● **WORK INSTRUCTIONS**
Restate word for word the entries below, starting with the line with "async fn clear(&self) -> Result<usize, PersistenceError>;" and continuing through the line with "#[derive(Debug, Default, Clone, Copy)]". Include both of those lines and no others.

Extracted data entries

BEGIN

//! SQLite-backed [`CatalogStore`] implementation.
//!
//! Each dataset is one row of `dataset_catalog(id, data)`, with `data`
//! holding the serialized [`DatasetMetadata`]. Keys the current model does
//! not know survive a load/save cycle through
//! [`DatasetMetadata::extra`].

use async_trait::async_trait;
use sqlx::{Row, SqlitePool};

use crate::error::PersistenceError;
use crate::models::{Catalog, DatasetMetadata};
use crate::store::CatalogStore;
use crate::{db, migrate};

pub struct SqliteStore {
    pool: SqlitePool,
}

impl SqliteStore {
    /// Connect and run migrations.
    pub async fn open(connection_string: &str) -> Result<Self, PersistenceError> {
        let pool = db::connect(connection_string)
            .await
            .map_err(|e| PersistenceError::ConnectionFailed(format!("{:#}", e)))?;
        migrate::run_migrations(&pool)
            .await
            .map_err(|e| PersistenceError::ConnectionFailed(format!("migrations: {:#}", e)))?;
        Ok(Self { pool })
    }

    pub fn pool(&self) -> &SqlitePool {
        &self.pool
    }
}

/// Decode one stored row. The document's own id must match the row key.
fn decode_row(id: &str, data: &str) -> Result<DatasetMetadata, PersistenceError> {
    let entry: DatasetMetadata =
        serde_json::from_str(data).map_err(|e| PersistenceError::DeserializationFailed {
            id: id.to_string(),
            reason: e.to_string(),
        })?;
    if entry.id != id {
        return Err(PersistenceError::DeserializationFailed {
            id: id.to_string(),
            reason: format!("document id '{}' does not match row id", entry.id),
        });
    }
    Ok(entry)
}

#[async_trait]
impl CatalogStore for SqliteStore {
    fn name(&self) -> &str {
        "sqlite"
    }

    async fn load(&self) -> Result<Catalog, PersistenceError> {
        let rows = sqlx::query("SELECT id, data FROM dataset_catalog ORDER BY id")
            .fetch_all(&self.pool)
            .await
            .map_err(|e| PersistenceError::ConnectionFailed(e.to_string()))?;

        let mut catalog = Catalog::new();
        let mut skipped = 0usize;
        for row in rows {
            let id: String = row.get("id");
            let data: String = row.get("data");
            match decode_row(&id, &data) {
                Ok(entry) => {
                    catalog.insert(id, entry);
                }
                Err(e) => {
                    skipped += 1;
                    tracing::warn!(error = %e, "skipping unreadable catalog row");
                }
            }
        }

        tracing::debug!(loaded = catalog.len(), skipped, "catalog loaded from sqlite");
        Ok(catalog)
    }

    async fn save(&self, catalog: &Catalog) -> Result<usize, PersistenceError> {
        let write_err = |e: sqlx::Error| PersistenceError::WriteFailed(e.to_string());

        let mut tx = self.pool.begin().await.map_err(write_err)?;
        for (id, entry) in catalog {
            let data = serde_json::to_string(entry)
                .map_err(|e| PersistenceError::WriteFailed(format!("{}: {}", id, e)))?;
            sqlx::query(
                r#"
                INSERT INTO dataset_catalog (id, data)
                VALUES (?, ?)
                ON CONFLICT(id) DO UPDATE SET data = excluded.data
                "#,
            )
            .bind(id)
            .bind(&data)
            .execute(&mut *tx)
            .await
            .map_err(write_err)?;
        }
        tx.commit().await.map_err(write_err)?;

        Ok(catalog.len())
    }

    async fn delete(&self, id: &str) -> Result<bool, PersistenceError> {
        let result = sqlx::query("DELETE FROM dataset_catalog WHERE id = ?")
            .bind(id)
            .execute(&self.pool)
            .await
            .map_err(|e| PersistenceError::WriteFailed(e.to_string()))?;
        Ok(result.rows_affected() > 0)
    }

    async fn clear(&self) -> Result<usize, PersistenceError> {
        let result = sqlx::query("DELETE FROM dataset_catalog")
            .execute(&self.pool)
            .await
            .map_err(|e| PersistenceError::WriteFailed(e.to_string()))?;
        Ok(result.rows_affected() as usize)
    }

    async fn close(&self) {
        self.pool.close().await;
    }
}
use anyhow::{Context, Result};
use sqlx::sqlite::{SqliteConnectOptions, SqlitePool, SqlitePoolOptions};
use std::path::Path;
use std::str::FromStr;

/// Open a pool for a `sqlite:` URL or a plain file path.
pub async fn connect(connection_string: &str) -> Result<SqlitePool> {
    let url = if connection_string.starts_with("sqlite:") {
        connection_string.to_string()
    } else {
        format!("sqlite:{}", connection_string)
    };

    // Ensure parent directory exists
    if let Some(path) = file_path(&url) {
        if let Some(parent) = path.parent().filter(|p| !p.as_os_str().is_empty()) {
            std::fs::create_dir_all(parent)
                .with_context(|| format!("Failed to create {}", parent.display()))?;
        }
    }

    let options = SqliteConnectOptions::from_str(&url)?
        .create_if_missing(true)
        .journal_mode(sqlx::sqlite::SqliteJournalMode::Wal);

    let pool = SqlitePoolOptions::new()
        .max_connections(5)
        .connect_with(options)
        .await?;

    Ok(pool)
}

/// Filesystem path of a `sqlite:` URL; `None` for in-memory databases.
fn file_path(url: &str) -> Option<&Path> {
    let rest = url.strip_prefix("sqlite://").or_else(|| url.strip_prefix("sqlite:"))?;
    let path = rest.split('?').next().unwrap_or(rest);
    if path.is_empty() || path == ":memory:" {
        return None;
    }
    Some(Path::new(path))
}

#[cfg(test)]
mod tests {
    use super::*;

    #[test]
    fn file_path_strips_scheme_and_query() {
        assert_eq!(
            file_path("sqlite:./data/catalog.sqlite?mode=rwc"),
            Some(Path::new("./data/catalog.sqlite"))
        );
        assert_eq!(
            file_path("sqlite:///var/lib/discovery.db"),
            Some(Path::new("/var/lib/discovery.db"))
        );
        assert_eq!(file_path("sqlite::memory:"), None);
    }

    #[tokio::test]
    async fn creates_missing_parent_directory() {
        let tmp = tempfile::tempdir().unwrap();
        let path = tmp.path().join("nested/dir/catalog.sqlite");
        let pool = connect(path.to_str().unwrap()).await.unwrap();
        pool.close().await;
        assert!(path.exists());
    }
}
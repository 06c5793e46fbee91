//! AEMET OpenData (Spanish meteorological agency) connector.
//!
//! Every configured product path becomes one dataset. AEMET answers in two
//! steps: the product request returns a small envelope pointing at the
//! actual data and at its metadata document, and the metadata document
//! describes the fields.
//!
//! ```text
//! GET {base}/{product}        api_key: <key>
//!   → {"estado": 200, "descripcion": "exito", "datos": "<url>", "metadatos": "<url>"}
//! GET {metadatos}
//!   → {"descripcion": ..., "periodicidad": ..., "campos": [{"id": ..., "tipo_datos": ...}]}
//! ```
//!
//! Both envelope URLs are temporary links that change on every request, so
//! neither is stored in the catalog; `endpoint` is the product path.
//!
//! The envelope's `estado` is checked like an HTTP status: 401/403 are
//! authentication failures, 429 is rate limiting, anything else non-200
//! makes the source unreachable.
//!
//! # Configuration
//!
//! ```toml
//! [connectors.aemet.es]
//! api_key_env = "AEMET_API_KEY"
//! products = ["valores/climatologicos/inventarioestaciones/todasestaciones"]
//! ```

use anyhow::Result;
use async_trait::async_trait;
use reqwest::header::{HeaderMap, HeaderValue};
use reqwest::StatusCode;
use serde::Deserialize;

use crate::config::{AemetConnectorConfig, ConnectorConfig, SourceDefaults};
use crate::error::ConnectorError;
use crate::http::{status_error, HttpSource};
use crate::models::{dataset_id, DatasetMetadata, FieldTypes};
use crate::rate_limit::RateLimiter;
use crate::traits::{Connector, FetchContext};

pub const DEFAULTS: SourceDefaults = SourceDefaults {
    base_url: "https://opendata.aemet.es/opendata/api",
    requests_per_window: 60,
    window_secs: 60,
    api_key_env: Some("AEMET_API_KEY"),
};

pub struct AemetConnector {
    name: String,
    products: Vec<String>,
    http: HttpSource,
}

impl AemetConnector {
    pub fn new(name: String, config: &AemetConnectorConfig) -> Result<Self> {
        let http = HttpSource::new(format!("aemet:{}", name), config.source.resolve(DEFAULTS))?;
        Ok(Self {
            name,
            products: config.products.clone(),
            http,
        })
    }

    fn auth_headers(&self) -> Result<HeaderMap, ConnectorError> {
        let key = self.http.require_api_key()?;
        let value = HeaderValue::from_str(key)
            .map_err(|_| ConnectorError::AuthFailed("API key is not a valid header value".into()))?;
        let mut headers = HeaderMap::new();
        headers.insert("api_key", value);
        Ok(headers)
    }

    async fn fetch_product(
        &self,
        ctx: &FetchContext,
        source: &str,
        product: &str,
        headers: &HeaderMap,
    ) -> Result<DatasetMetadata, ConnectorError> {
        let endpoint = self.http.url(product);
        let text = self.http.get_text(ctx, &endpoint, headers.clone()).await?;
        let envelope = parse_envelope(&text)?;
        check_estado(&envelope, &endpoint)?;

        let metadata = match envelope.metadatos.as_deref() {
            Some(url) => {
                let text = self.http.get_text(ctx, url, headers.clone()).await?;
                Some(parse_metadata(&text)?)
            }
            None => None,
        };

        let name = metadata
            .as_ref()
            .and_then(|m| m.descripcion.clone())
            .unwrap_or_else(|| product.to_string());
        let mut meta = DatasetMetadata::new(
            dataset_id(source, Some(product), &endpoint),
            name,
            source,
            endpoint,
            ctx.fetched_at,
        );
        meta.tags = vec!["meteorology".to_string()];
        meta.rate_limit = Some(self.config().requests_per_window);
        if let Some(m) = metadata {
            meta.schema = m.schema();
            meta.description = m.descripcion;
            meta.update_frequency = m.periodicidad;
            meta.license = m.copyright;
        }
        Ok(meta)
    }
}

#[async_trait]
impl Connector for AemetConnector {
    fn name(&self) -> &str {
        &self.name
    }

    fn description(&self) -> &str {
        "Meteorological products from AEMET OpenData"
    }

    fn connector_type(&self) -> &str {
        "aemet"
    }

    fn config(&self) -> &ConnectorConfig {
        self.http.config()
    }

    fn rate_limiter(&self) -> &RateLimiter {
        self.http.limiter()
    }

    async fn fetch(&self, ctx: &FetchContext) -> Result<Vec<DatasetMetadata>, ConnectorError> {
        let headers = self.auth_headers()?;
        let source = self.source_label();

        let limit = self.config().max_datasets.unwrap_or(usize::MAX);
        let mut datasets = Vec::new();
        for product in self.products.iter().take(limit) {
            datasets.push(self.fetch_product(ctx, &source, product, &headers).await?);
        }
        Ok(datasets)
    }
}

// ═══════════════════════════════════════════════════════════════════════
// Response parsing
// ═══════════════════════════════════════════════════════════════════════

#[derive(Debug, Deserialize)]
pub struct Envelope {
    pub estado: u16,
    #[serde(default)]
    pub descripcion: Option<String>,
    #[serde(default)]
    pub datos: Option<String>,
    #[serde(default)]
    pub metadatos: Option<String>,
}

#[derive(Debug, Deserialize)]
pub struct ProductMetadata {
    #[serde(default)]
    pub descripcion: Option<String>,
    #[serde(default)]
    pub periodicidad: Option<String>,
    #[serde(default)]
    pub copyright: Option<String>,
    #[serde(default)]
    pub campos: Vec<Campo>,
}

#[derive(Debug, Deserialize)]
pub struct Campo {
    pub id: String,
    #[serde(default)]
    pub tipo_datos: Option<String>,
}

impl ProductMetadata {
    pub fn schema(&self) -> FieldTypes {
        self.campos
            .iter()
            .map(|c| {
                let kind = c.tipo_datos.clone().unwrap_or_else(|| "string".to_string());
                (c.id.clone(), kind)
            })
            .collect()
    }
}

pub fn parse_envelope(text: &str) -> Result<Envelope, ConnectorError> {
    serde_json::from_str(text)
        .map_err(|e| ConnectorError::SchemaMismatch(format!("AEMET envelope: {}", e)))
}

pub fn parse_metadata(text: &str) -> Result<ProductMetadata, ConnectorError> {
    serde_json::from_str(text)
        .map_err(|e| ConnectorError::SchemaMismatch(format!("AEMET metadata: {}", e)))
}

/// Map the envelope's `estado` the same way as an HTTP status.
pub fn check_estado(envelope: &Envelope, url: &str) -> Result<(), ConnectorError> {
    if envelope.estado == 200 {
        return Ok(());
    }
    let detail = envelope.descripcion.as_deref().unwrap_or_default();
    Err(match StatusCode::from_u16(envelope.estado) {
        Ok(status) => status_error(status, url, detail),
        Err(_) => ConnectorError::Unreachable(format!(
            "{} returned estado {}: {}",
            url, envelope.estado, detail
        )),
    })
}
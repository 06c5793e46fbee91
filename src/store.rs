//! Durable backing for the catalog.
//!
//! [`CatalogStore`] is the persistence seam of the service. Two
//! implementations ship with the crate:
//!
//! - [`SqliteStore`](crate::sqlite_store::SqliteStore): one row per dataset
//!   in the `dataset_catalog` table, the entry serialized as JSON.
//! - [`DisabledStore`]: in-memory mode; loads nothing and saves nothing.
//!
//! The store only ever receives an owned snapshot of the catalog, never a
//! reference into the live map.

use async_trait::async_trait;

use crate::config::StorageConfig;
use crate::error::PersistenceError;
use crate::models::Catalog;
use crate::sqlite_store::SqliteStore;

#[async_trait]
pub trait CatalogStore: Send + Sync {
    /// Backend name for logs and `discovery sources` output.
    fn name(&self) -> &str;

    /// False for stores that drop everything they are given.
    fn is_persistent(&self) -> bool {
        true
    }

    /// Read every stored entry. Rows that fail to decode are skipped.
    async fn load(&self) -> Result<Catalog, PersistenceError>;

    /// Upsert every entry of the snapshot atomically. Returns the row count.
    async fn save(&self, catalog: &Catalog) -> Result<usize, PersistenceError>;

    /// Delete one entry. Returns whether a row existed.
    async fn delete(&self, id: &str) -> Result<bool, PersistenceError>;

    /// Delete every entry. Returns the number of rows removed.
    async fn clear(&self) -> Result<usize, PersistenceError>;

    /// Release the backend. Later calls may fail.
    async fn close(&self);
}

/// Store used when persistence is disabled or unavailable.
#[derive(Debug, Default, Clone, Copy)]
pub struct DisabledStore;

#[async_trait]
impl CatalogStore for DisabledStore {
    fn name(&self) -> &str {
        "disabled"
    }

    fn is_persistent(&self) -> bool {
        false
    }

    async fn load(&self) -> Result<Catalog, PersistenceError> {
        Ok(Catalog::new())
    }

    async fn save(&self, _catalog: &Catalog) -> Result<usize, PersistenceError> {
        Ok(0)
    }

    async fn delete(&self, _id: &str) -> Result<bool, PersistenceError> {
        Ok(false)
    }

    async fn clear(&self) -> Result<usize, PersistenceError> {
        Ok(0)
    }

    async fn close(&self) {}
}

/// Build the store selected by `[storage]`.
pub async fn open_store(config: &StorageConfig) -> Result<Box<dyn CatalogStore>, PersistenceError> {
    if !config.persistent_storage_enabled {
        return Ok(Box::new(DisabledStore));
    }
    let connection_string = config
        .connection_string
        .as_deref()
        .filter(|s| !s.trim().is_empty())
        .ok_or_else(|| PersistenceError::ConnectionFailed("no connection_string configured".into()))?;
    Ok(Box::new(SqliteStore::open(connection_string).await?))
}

END

● **THE ANSWER**
    async fn clear(&self) -> Result<usize, PersistenceError>;

    /// Release the backend. Later calls may fail.
    async fn close(&self);
}

/// Store used when persistence is disabled or unavailable.
#[derive(Debug, Default, Clone, Copy)]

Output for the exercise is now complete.